§ **Records from a collection**:

========================================

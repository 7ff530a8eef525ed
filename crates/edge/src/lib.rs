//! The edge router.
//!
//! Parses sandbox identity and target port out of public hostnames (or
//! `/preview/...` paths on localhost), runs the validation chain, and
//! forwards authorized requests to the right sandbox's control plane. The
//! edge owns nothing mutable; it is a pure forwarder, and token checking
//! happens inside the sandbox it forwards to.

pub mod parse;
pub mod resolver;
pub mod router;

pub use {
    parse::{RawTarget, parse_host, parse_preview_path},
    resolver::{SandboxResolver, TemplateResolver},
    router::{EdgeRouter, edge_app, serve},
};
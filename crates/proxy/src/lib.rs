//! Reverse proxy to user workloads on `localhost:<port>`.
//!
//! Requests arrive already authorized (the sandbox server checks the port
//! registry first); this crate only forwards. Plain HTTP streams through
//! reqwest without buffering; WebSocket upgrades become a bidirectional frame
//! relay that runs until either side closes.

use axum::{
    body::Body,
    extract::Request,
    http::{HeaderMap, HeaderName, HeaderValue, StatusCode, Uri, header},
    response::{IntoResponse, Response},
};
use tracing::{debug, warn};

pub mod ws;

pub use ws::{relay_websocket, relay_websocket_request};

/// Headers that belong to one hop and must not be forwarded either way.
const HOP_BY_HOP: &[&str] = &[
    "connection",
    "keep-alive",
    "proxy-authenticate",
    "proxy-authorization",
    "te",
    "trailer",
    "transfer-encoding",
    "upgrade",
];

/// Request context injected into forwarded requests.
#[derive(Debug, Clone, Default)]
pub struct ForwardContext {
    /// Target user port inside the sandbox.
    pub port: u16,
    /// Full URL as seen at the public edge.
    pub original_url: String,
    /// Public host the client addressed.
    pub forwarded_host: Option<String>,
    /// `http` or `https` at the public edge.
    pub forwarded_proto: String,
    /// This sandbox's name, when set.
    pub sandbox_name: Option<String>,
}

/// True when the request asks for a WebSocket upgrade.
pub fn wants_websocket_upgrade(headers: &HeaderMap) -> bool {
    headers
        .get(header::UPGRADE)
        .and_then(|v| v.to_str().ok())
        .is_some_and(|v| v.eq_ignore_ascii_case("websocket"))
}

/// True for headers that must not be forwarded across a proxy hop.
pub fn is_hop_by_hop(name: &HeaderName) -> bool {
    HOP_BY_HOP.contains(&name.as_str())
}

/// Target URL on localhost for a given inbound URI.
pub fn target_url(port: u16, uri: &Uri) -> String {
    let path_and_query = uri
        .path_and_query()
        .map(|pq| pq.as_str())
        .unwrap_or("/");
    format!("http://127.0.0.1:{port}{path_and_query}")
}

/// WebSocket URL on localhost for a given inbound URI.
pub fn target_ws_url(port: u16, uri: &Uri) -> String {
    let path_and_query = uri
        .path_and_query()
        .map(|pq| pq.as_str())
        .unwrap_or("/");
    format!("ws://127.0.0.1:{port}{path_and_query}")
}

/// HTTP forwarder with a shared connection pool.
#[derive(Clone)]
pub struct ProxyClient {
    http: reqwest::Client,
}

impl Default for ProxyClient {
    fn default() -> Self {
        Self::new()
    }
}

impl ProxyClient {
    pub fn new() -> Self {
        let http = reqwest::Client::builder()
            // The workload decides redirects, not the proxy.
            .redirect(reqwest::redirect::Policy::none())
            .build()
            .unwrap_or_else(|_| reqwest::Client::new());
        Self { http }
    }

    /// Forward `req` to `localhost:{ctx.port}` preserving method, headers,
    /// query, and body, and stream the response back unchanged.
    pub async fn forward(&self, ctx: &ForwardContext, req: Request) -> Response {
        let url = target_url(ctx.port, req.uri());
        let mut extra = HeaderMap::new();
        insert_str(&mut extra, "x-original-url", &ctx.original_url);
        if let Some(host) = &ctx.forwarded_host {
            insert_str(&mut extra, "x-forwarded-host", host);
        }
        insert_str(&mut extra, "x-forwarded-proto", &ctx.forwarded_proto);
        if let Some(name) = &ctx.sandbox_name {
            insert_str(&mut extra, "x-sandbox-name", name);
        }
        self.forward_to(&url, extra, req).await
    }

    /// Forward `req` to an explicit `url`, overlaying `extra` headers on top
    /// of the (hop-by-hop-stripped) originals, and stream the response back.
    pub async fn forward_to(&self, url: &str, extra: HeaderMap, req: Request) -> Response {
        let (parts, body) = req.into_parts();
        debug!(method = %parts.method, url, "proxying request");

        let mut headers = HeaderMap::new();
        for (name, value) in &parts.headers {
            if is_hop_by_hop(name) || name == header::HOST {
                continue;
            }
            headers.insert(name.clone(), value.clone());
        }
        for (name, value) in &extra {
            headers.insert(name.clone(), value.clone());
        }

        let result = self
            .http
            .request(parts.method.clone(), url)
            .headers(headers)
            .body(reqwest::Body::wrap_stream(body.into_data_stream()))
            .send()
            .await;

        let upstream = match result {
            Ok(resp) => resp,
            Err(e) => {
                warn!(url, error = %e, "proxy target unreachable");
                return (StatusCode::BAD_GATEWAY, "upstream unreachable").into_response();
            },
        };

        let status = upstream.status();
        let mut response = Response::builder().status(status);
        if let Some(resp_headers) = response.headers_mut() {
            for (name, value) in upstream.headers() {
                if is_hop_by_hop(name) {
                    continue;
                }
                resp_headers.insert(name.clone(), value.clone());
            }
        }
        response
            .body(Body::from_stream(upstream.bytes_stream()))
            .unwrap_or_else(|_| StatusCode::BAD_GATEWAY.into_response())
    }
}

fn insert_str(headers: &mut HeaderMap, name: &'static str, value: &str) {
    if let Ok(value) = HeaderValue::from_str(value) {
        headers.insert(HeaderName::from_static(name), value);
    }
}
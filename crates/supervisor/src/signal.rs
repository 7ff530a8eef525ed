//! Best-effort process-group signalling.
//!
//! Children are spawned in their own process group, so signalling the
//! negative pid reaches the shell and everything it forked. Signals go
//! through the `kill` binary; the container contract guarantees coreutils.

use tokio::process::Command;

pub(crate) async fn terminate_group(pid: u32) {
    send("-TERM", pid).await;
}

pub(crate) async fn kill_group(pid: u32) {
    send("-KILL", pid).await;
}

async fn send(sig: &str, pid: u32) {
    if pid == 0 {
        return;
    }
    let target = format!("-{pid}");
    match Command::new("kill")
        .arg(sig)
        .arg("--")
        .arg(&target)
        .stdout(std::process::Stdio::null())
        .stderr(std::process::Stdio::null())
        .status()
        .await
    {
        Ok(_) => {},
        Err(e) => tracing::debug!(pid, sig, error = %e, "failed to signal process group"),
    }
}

========================================

§ **The problem**:
Every line in the records that holds the word "router" should be copied into the answer.

§ **Response area**:
//! The edge router.
pub mod router;
    router::{EdgeRouter, edge_app, serve},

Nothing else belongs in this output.